Random thoughts from an older perspective, writing, politics, spirituality, climate change, movies, knitting, writing, reading, acting, activism focussing on aging. I MUST STAY DRUNK ON WRITING SO REALITY DOES NOT DESTROY ME.
Wednesday, May 09, 2007
A Surreal Conversation
The one with the ex-husband. That’s the thing when you share children though, there is never too much ex about it. They are always there, this former co-parent. The evidence of our one-time passion being now a grandchild we both adore.
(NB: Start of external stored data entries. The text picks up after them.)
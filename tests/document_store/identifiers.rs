//! Identifier Tests
//!
//! Ids as seen through the store: assignment, ordering, text form.

use crate::common::*;
use std::collections::HashSet;

#[test]
fn ids_are_time_ordered() {
    let gen = IdGenerator::new();
    let earlier = gen.id_at(1_700_000_000);
    let later = gen.id_at(1_700_000_001);

    assert!(earlier < later);
    assert_eq!(earlier.timestamp(), 1_700_000_000);
}

#[test]
fn same_second_ids_differ() {
    let gen = IdGenerator::with_seed(7);
    let a = gen.id_at(1_700_000_000);
    let b = gen.id_at(1_700_000_000);

    assert_ne!(a, b);
    assert_eq!(b.counter(), a.counter() + 1);
}

#[test]
fn text_form_round_trips() {
    let id = DocumentId::new();
    let text = id.to_hex();

    assert_eq!(text.len(), 24);
    assert_eq!(DocumentId::parse(&text).unwrap(), id);
    assert_eq!(text.parse::<DocumentId>().unwrap(), id);
    assert!(DocumentId::parse("not-an-id").is_err());
}

#[test]
fn insert_assigns_distinct_ids() {
    let db = Database::open_in_memory().unwrap();
    let people = db.collection::<Person>("people").unwrap();

    let mut seen = HashSet::new();
    for i in 0..50 {
        let mut person = Person::new(&format!("p{}", i), i);
        let id = people.insert(&mut person, None).unwrap();
        assert!(!id.is_empty());
        assert_eq!(person.id, id);
        assert!(seen.insert(id));
    }
}

#[test]
fn caller_supplied_id_is_kept() {
    let db = Database::open_in_memory().unwrap();
    let people = db.collection::<Person>("people").unwrap();

    let id = DocumentId::new();
    let mut person = Person::new("Eve", 28);
    person.id = id;
    assert_eq!(people.insert(&mut person, None).unwrap(), id);
    assert_eq!(people.get(id, None).unwrap().unwrap().name, "Eve");
}

#[test]
fn ids_are_queryable() {
    let (_db, people) = seeded();
    let bob = people.find_one(&field("name").eq("Bob"), None).unwrap().unwrap();

    let found = people.find_one(&field("id").eq(bob.id), None).unwrap().unwrap();
    assert_eq!(found.name, "Bob");
}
He’s picking up stuff out of my garage for our adult daughter. I’ve just finishing taking a call from my best friend in Dublin, the one who was bridesmaid at our wedding. The one who is my friend for nearly sixty years. The one who was with me on the night he fell in love with me.
‘Helen says hi,’ I say.
‘Next time you talk to her say I said hi back’.
‘How are you,’ I say.
I don’t see him too often, just around our daughter's and granddaughter’s events and his wife is invariably with him. Like now. She is always friendly but a little wary of me. He has obviously shared the blow by blows of the latter acrimonious half of our marriage with her. Many years ago now. The water so far under the bridge it is unmuddied again.
He launches into his latest doctor/hospital/drugs/potential operations saga. I plaster on some polite attention to my face flickering a side-glance of gratitude to his wife. I had forgotten his family legacy of obsessive hypochondria. He will never finish, he will want a cup of tea and tell me more.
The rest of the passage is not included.